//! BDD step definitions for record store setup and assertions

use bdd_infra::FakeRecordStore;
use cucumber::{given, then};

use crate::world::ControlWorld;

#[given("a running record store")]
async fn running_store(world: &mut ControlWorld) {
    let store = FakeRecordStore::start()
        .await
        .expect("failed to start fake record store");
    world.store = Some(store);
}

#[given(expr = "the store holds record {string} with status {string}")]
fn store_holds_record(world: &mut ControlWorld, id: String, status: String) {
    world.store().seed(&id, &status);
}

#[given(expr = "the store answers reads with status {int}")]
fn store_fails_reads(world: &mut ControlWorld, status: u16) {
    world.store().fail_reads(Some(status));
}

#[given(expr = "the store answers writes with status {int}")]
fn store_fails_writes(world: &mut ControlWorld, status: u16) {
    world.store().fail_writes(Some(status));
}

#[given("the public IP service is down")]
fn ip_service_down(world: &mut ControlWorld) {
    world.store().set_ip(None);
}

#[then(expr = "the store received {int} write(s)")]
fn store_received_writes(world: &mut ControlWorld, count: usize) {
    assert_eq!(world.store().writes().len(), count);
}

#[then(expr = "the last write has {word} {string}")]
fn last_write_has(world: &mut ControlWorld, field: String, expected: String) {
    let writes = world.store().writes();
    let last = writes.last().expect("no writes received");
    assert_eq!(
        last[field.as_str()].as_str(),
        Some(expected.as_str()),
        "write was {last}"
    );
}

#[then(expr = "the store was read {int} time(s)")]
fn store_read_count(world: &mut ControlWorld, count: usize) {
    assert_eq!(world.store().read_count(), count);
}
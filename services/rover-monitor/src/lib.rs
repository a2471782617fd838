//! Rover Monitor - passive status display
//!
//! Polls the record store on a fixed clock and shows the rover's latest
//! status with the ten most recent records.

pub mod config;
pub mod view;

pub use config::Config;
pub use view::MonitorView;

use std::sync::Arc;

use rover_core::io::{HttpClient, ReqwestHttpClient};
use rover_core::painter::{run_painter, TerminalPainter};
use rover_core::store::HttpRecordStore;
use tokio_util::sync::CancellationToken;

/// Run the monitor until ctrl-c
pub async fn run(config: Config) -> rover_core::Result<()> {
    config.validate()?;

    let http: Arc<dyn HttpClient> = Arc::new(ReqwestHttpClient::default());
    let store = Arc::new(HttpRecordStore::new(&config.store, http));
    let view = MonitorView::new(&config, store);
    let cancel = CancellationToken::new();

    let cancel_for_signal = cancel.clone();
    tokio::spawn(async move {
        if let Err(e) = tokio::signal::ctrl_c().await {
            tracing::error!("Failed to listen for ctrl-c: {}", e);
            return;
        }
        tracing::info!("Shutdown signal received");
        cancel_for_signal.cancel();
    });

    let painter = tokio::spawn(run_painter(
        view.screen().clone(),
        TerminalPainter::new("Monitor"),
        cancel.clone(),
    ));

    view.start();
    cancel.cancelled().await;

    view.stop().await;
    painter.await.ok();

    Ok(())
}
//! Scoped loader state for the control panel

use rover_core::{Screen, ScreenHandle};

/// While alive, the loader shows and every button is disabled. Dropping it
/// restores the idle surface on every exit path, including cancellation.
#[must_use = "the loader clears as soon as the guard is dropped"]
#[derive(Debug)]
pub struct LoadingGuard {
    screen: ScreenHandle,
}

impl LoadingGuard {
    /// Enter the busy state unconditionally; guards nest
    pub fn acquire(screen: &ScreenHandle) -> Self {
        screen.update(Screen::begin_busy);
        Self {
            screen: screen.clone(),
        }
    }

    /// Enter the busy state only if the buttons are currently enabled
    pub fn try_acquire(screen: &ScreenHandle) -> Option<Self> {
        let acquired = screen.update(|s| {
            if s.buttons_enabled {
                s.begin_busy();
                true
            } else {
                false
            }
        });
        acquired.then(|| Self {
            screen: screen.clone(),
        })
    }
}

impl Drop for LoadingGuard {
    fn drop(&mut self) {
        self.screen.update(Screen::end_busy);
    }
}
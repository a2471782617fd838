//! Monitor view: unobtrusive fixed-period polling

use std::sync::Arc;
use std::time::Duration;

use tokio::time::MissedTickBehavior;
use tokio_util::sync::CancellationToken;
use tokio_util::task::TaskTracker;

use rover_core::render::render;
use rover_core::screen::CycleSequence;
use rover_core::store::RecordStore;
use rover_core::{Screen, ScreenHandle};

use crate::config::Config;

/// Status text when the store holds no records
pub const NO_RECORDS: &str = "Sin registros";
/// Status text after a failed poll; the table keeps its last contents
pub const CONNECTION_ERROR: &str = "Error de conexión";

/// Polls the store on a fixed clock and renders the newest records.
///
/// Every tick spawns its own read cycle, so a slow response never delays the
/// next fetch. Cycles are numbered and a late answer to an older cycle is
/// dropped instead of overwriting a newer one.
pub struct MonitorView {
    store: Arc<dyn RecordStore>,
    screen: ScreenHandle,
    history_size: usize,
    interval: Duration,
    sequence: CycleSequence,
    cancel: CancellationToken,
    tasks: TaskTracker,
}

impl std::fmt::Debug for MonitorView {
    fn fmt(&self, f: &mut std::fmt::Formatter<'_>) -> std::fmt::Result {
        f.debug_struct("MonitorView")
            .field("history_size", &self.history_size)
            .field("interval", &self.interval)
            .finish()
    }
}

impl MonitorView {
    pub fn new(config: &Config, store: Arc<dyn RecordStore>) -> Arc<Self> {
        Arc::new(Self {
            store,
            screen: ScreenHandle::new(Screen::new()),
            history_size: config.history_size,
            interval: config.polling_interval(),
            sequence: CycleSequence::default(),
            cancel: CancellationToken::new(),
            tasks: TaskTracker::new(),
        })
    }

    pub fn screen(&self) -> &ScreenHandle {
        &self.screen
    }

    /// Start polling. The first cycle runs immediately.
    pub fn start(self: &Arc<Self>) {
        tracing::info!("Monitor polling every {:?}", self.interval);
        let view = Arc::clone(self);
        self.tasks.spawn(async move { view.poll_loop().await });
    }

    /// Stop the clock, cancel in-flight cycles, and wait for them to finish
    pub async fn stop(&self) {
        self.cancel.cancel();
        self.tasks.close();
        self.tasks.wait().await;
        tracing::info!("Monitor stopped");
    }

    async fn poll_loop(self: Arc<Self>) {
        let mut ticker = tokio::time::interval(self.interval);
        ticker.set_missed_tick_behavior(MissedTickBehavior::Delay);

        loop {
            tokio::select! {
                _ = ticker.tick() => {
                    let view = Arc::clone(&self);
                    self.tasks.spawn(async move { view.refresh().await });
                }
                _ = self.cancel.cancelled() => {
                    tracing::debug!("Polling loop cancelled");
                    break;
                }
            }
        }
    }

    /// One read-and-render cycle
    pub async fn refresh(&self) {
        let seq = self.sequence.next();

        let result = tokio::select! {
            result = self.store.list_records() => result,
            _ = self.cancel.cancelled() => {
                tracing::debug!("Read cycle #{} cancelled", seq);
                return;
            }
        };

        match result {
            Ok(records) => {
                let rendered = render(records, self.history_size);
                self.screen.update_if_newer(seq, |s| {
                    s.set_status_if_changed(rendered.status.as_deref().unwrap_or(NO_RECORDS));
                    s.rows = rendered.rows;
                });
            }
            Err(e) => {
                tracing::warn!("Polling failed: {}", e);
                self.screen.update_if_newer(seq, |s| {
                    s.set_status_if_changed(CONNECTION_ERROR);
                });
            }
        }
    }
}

********

WORK REQUIRED:
Repeat all the records without altering a single word.

SOLUTION FOR THIS EXERCISE:
//! BDD step definitions for record store setup and assertions

use bdd_infra::FakeRecordStore;
use cucumber::{given, then};

use crate::world::ControlWorld;

#[given("a running record store")]
async fn running_store(world: &mut ControlWorld) {
    let store = FakeRecordStore::start()
        .await
        .expect("failed to start fake record store");
    world.store = Some(store);
}

#[given(expr = "the store holds record {string} with status {string}")]
fn store_holds_record(world: &mut ControlWorld, id: String, status: String) {
    world.store().seed(&id, &status);
}

#[given(expr = "the store answers reads with status {int}")]
fn store_fails_reads(world: &mut ControlWorld, status: u16) {
    world.store().fail_reads(Some(status));
}

#[given(expr = "the store answers writes with status {int}")]
fn store_fails_writes(world: &mut ControlWorld, status: u16) {
    world.store().fail_writes(Some(status));
}

#[given("the public IP service is down")]
fn ip_service_down(world: &mut ControlWorld) {
    world.store().set_ip(None);
}

#[then(expr = "the store received {int} write(s)")]
fn store_received_writes(world: &mut ControlWorld, count: usize) {
    assert_eq!(world.store().writes().len(), count);
}

#[then(expr = "the last write has {word} {string}")]
fn last_write_has(world: &mut ControlWorld, field: String, expected: String) {
    let writes = world.store().writes();
    let last = writes.last().expect("no writes received");
    assert_eq!(
        last[field.as_str()].as_str(),
        Some(expected.as_str()),
        "write was {last}"
    );
}

#[then(expr = "the store was read {int} time(s)")]
fn store_read_count(world: &mut ControlWorld, count: usize) {
    assert_eq!(world.store().read_count(), count);
}
filename services/rover-monitor/src/lib.rs
repository a2471782617fd838
//! Rover Monitor - passive status display
//!
//! Polls the record store on a fixed clock and shows the rover's latest
//! status with the ten most recent records.

pub mod config;
pub mod view;

pub use config::Config;
pub use view::MonitorView;

use std::sync::Arc;

use rover_core::io::{HttpClient, ReqwestHttpClient};
use rover_core::painter::{run_painter, TerminalPainter};
use rover_core::store::HttpRecordStore;
use tokio_util::sync::CancellationToken;

/// Run the monitor until ctrl-c
pub async fn run(config: Config) -> rover_core::Result<()> {
    config.validate()?;

    let http: Arc<dyn HttpClient> = Arc::new(ReqwestHttpClient::default());
    let store = Arc::new(HttpRecordStore::new(&config.store, http));
    let view = MonitorView::new(&config, store);
    let cancel = CancellationToken::new();

    let cancel_for_signal = cancel.clone();
    tokio::spawn(async move {
        if let Err(e) = tokio::signal::ctrl_c().await {
            tracing::error!("Failed to listen for ctrl-c: {}", e);
            return;
        }
        tracing::info!("Shutdown signal received");
        cancel_for_signal.cancel();
    });

    let painter = tokio::spawn(run_painter(
        view.screen().clone(),
        TerminalPainter::new("Monitor"),
        cancel.clone(),
    ));

    view.start();
    cancel.cancelled().await;

    view.stop().await;
    painter.await.ok();

    Ok(())
}
//! Scoped loader state for the control panel

use rover_core::{Screen, ScreenHandle};

/// While alive, the loader shows and every button is disabled. Dropping it
/// restores the idle surface on every exit path, including cancellation.
#[must_use = "the loader clears as soon as the guard is dropped"]
#[derive(Debug)]
pub struct LoadingGuard {
    screen: ScreenHandle,
}

impl LoadingGuard {
    /// Enter the busy state unconditionally; guards nest
    pub fn acquire(screen: &ScreenHandle) -> Self {
        screen.update(Screen::begin_busy);
        Self {
            screen: screen.clone(),
        }
    }

    /// Enter the busy state only if the buttons are currently enabled
    pub fn try_acquire(screen: &ScreenHandle) -> Option<Self> {
        let acquired = screen.update(|s| {
            if s.buttons_enabled {
                s.begin_busy();
                true
            } else {
                false
            }
        });
        acquired.then(|| Self {
            screen: screen.clone(),
        })
    }
}

impl Drop for LoadingGuard {
    fn drop(&mut self) {
        self.screen.update(Screen::end_busy);
    }
}
repository a2471782617fd838
//! Monitor view: unobtrusive fixed-period polling

use std::sync::Arc;
use std::time::Duration;

use tokio::time::MissedTickBehavior;
use tokio_util::sync::CancellationToken;
use tokio_util::task::TaskTracker;

use rover_core::render::render;
use rover_core::screen::CycleSequence;
use rover_core::store::RecordStore;
use rover_core::{Screen, ScreenHandle};

use crate::config::Config;

/// Status text when the store holds no records
pub const NO_RECORDS: &str = "Sin registros";
/// Status text after a failed poll; the table keeps its last contents
pub const CONNECTION_ERROR: &str = "Error de conexión";

/// Polls the store on a fixed clock and renders the newest records.
///
/// Every tick spawns its own read cycle, so a slow response never delays the
/// next fetch. Cycles are numbered and a late answer to an older cycle is
/// dropped instead of overwriting a newer one.
pub struct MonitorView {
    store: Arc<dyn RecordStore>,
    screen: ScreenHandle,
    history_size: usize,
    interval: Duration,
    sequence: CycleSequence,
    cancel: CancellationToken,
    tasks: TaskTracker,
}

impl std::fmt::Debug for MonitorView {
    fn fmt(&self, f: &mut std::fmt::Formatter<'_>) -> std::fmt::Result {
        f.debug_struct("MonitorView")
            .field("history_size", &self.history_size)
            .field("interval", &self.interval)
            .finish()
    }
}

impl MonitorView {
    pub fn new(config: &Config, store: Arc<dyn RecordStore>) -> Arc<Self> {
        Arc::new(Self {
            store,
            screen: ScreenHandle::new(Screen::new()),
            history_size: config.history_size,
            interval: config.polling_interval(),
            sequence: CycleSequence::default(),
            cancel: CancellationToken::new(),
            tasks: TaskTracker::new(),
        })
    }

    pub fn screen(&self) -> &ScreenHandle {
        &self.screen
    }

    /// Start polling. The first cycle runs immediately.
    pub fn start(self: &Arc<Self>) {
        tracing::info!("Monitor polling every {:?}", self.interval);
        let view = Arc::clone(self);
        self.tasks.spawn(async move { view.poll_loop().await });
    }

    /// Stop the clock, cancel in-flight cycles, and wait for them to finish
    pub async fn stop(&self) {
        self.cancel.cancel();
        self.tasks.close();
        self.tasks.wait().await;
        tracing::info!("Monitor stopped");
    }

    async fn poll_loop(self: Arc<Self>) {
        let mut ticker = tokio::time::interval(self.interval);
        ticker.set_missed_tick_behavior(MissedTickBehavior::Delay);

        loop {
            tokio::select! {
                _ = ticker.tick() => {
                    let view = Arc::clone(&self);
                    self.tasks.spawn(async move { view.refresh().await });
                }
                _ = self.cancel.cancelled() => {
                    tracing::debug!("Polling loop cancelled");
                    break;
                }
            }
        }
    }

    /// One read-and-render cycle
    pub async fn refresh(&self) {
        let seq = self.sequence.next();

        let result = tokio::select! {
            result = self.store.list_records() => result,
            _ = self.cancel.cancelled() => {
                tracing::debug!("Read cycle #{} cancelled", seq);
                return;
            }
        };

        match result {
            Ok(records) => {
                let rendered = render(records, self.history_size);
                self.screen.update_if_newer(seq, |s| {
                    s.set_status_if_changed(rendered.status.as_deref().unwrap_or(NO_RECORDS));
                    s.rows = rendered.rows;
                });
            }
            Err(e) => {
                tracing::warn!("Polling failed: {}", e);
                self.screen.update_if_newer(seq, |s| {
                    s.set_status_if_changed(CONNECTION_ERROR);
                });
            }
        }
    }
}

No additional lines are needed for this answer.